Archive for the 'Illinois' Category

Illinois Solar Schools: St Paul of the Cross School

Thursday, April 18th, 2013

The St Paul of the Cross School was founded in 1925 by the Sisters of Mercy and would later be staffed by Dominican Sisters.  The mission of the school was to nurture the adults of tomorrow.  The school is located at 140 S. Northwest Highway in Park Ridge, Illinois and is one of the latest schools in the Illinois Solar Schools Program funded by Illinois Clean Energy Community Foundation.   Joan Macpherson is the business manager and is the primary contact for the solar school project.  Lorelei Bobroff is the school principal.

St Paul of the Cross School

The solar electricity system is 1,080 watts (6 Mage 180 watt panels) with an Enphase inverter.  The system was installed by Earth, Wind and Solar.  If you would like to see the electricity generation data, here is the link to their school page and the data link is right above the picture.

St Paul of the Cross School

Solar School at Kimball Hill School in Rolling Meadows, Illinois

Monday, March 4th, 2013

One of the newest schools in the Illinois Solar Schools Program is Kimball Hill School in Rolling Meadows, Illinois.

Illinois Kimball Hill School District 15

Illinois Kimball Hill School District 15

The installation is a 1.2 kW PV system using 5 Wanxiang 230 watt solar panels and an Enphase inverter.  The panels sit at a 30 degree angle and are mounted on the edge of the roof so they are visible to the students at the school for this school year and for many years to come.

The Wanxiang panels are assembled in Rockford, Illinois.

Kimball Hill is an elementary school in Community Consolidated School District No. 15.  Tracey Wrobel is the Principal.  There are approximately 550 students at the school and there will be a web page for this solar school project along with live data at www.IllinoisSolarSchools.org

Maine East HS Solarbration Part 2

Thursday, September 20th, 2012

Solar Panels anyone? That’s right! Maine East High School celebrated its rightfully deserved “Solarbration” on Thursday, September13th, 2012. Many students, teachers, and speakers participated in this event not just to celebrate, but to learn all about solar energy. It all started with energy-conscious students who were in the Renewable Energy Club along with East teachers David Schultz and Rebecca Stewart. They took action and made possible the installation of photo-voltaic panels that contribute to Maine East High School’s energy. These panels generate 1 kilowatt of power.

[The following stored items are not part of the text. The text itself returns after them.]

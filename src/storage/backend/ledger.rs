//! Like and share ledgers
//!
//! Every mutation here is one transaction covering the ledger row and the
//! post counter it feeds. Each transaction opens with its ledger write so
//! the write lock is taken up front; none of them is retried.

use chrono::Utc;
use sea_orm::sea_query::Expr;
use sea_orm::{
    ActiveValue::Set, ColumnTrait, ConnectionTrait, DatabaseTransaction, DbErr, EntityTrait,
    ExprTrait, QueryFilter, QuerySelect, SqlErr, TransactionTrait,
};
use tracing::{debug, info};

use super::SeaOrmStorage;
use crate::errors::{Result, VistagramError};

use migration::entities::{like, post, share};

/// 分享插入结果
#[derive(Debug, Clone, PartialEq, Eq)]
pub enum ShareInsert {
    Inserted { share_count: u64 },
    /// A unique constraint rejected the row, nothing was written.
    /// Either the code is taken or the (user, post) pair already shared.
    Conflict,
}

/// 判断是否为唯一约束冲突
pub fn is_unique_violation(err: &DbErr) -> bool {
    if matches!(err.sql_err(), Some(SqlErr::UniqueConstraintViolation(_))) {
        return true;
    }
    let msg = err.to_string();
    msg.contains("UNIQUE constraint failed")
        || msg.contains("duplicate key value")
        || msg.contains("Duplicate entry")
}

fn txn_error(stage: &str, e: DbErr) -> VistagramError {
    VistagramError::database_operation(format!("{}: {}", stage, e))
}

enum Counter {
    Likes,
    Shares,
}

impl Counter {
    fn column(&self) -> post::Column {
        match self {
            Counter::Likes => post::Column::LikeCount,
            Counter::Shares => post::Column::ShareCount,
        }
    }
}

/// `UPDATE posts SET col = col + 1 WHERE id = ?`，返回受影响行数
async fn increment<C: ConnectionTrait>(conn: &C, post_id: &str, counter: Counter) -> Result<u64> {
    let col = counter.column();
    let result = post::Entity::update_many()
        .col_expr(col, Expr::col(col).add(1))
        .filter(post::Column::Id.eq(post_id))
        .exec(conn)
        .await
        .map_err(|e| txn_error("Failed to increment counter", e))?;
    Ok(result.rows_affected)
}

/// 计数减一，已为 0 时保持不变
async fn decrement_floored<C: ConnectionTrait>(
    conn: &C,
    post_id: &str,
    counter: Counter,
) -> Result<()> {
    let col = counter.column();
    post::Entity::update_many()
        .col_expr(col, Expr::col(col).sub(1))
        .filter(post::Column::Id.eq(post_id))
        .filter(col.gt(0))
        .exec(conn)
        .await
        .map_err(|e| txn_error("Failed to decrement counter", e))?;
    Ok(())
}

async fn read_counter(txn: &DatabaseTransaction, post_id: &str, counter: Counter) -> Result<u64> {
    let value = post::Entity::find_by_id(post_id)
        .select_only()
        .column(counter.column())
        .into_tuple::<i64>()
        .one(txn)
        .await
        .map_err(|e| txn_error("Failed to read counter", e))?
        .ok_or_else(|| VistagramError::not_found(format!("Post not found: {}", post_id)))?;
    Ok(std::cmp::Ord::max(value, 0) as u64)
}

impl SeaOrmStorage {
    /// 插入点赞并将 like_count 加一，返回新的 like_count
    pub async fn insert_like(&self, user_id: &str, post_id: &str) -> Result<u64> {
        let txn = self
            .db
            .begin()
            .await
            .map_err(|e| txn_error("Failed to begin transaction", e))?;

        let row = like::ActiveModel {
            id: Set(uuid::Uuid::new_v4().to_string()),
            user_id: Set(user_id.to_string()),
            post_id: Set(post_id.to_string()),
            created_at: Set(Utc::now()),
        };

        if let Err(e) = like::Entity::insert(row).exec_without_returning(&txn).await {
            return Err(if is_unique_violation(&e) {
                debug!("Duplicate like rejected: user={} post={}", user_id, post_id);
                VistagramError::already_liked(format!("Post {} is already liked", post_id))
            } else {
                txn_error("Failed to insert like", e)
            });
        }

        if increment(&txn, post_id, Counter::Likes).await? == 0 {
            return Err(VistagramError::not_found(format!(
                "Post not found: {}",
                post_id
            )));
        }

        let like_count = read_counter(&txn, post_id, Counter::Likes).await?;
        txn.commit()
            .await
            .map_err(|e| txn_error("Failed to commit like", e))?;

        info!("like: user={} post={} like_count={}", user_id, post_id, like_count);
        Ok(like_count)
    }

    /// 删除点赞并将 like_count 减一（不低于 0），返回新的 like_count
    pub async fn delete_like(&self, user_id: &str, post_id: &str) -> Result<u64> {
        let txn = self
            .db
            .begin()
            .await
            .map_err(|e| txn_error("Failed to begin transaction", e))?;

        let deleted = like::Entity::delete_many()
            .filter(like::Column::UserId.eq(user_id))
            .filter(like::Column::PostId.eq(post_id))
            .exec(&txn)
            .await
            .map_err(|e| txn_error("Failed to delete like", e))?;

        if deleted.rows_affected == 0 {
            debug!("Unlike without like: user={} post={}", user_id, post_id);
            return Err(VistagramError::not_liked(format!(
                "Post {} is not liked",
                post_id
            )));
        }

        decrement_floored(&txn, post_id, Counter::Likes).await?;
        let like_count = read_counter(&txn, post_id, Counter::Likes).await?;
        txn.commit()
            .await
            .map_err(|e| txn_error("Failed to commit unlike", e))?;

        info!("unlike: user={} post={} like_count={}", user_id, post_id, like_count);
        Ok(like_count)
    }

    /// 插入分享记录并将 share_count 加一
    ///
    /// 唯一约束冲突时回滚并返回 `ShareInsert::Conflict`，由调用方决定
    /// 是换一个短码还是返回已有的分享。
    pub async fn insert_share(
        &self,
        user_id: &str,
        post_id: &str,
        short_code: &str,
    ) -> Result<ShareInsert> {
        let txn = self
            .db
            .begin()
            .await
            .map_err(|e| txn_error("Failed to begin transaction", e))?;

        let row = share::ActiveModel {
            id: Set(uuid::Uuid::new_v4().to_string()),
            user_id: Set(user_id.to_string()),
            post_id: Set(post_id.to_string()),
            short_code: Set(short_code.to_string()),
            created_at: Set(Utc::now()),
        };

        match share::Entity::insert(row).exec_without_returning(&txn).await {
            Ok(_) => {}
            Err(e) if is_unique_violation(&e) => {
                debug!(
                    "Share insert conflict: user={} post={} code={}",
                    user_id, post_id, short_code
                );
                return Ok(ShareInsert::Conflict);
            }
            Err(e) => return Err(txn_error("Failed to insert share", e)),
        }

        if increment(&txn, post_id, Counter::Shares).await? == 0 {
            return Err(VistagramError::not_found(format!(
                "Post not found: {}",
                post_id
            )));
        }

        let share_count = read_counter(&txn, post_id, Counter::Shares).await?;
        txn.commit()
            .await
            .map_err(|e| txn_error("Failed to commit share", e))?;

        info!(
            "share created: user={} post={} code={} share_count={}",
            user_id, post_id, short_code, share_count
        );
        Ok(ShareInsert::Inserted { share_count })
    }
}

Exactly how do these solar panels work? As sunlight hits the panel with photons (particles of sunlight), it excites electrons which produce electricity. Photo-voltaic solar cells convert the sunlight into energy. This flow of electrons, or energy, is then led into an inverter, which converts the energy into AC power that is distributed to appliances and outlets inside the house, business, or school. AC power is what televisions, computers, and toasters use when plugged into wall outlets. Simple photo-voltaic cells power watches and even calculators. There are 3 types of Photo-voltaic systems: Utility Grid Interconnected, Off-Grid Independent, and Bi-Modal. Grid Connected systems are the simplest and most efficient Photo-voltaic set up. They are connected to the utility grids inside homes. Off-Grid systems operate without using the utility grid by using batteries as storage. These systems are usually used for buildings which are far away from their utility grids. Bi-Modal systems are similar to the Grid-Connected systems but Bi-Modal systems also use batteries as a backup energy source in case the utility grid fails. If the utility power ever goes out due to a storm, Bi-Modal systems can still work off of the backup battery source. It is basically a combination of the first two systems.

So, why should you buy and install solar panels? For one, sunlight is renewable. “My daughter loves to turn on all the beautiful lights in her room even when it is nice and sunny out.” said vice president John Caravette of Earth Wind and Solar Energy. If you have anyone in your family like that, solar panels will save you the money and energy! The panels don’t take much time to install and they last for twenty to forty years. That’s a long time! The solar energy which is converted into electricity also provides hot water for cleaning purposes, showering, and laundry. The energy is affordable and reliable, it is not dangerous to our health, it protects our environment because it does not pollute our land, water, air; and it does emit carbon dioxide unlike fossil fuels (which release large amounts of greenhouse gases such as carbon and methane). Of course, with pros always come cons. The problem is that photo-voltaic panels have a high initial cost. Also, the direct sunlight current has to be converted into an alternative current that is compatible to our homes. They also need electric storage and the grants cost about $8000 while the panels cost about $9000, as Mr. Schultz explained in his presentation at the “Solarbration.” Although these issues do play a big part, in the long run, solar panels really are what is best for the Earth in order to keep it healthy at a sustainable level.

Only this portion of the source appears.